Principles of Project Finance

This chapter reviews the private-sector debt markets for project finance, in particular commercial banks (cf. 3.1) and bond investors (cf. 3.2). The uses of mezzanine or subordinated debt (cf. 3.3), leasing (cf. 3.4), and vendor finance (cf. 3.5) are also considered. Loans and guarantees provided by export credit agencies and multilateral and bilateral development banks, mainly for projects in developing countries where the private sector is not willing to assume the credit risk in the country concerned, are discussed in Chapter 11 (but cf. 3.6).
Private-sector project finance debt is provided from two main sources commercial banks and bond investors. Commercial banks provide long-term loans to project companies; bond holders (typically long-term investors such as insurance companies and pension funds) purchase long-term bonds (tradable debt instruments) issued by project companies. Although the legal structures, procedures, and markets are different, the criteria under which debt is raised in each of these markets are much the same. ("Lender" is used in this book to mean either a bank lender or a bond investor.)

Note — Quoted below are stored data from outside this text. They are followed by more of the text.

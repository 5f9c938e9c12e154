//! Records for the `analysis_history` table.

use chrono::{DateTime, Utc};
use sqlx::FromRow;

pub type HistoryId = i64;

/// One persisted analysis, exactly as stored.
#[derive(Debug, Clone, FromRow)]
pub struct HistoryRecord {
    pub id: HistoryId,
    pub user_id: Option<String>,
    pub description: String,
    pub extracted_text: String,
    pub summary: String,
    pub label: String,
    /// Structured analysis payload, stored as JSONB. `None` for rows written
    /// before structured analysis existed.
    pub detected_info: Option<serde_json::Value>,
    pub tags: Vec<String>,
    pub created_at: DateTime<Utc>,
}

/// Insert payload for a new history row.
#[derive(Debug, Clone)]
pub struct HistoryCreateDBRequest {
    pub user_id: Option<String>,
    pub description: String,
    pub extracted_text: String,
    pub summary: String,
    pub label: String,
    pub detected_info: Option<serde_json::Value>,
    pub tags: Vec<String>,
}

In 2001 (according to market statistics collected by the journal Project Finance International), the total amount of project finance debt raised from private-sector lenders was approximately $133 billion, of which $108 billion was raised through bank loans and $25 billion through bonds. Around a third of the total, $47 billion, was raised for projects in the United States, and $38 billion went to projects in Western Europe.
The World Bank estimates that total bank debt provided to developing countries in 2000 was $125 billion and bond debt $77 billion. [1] Based on the Project Finance International statistics...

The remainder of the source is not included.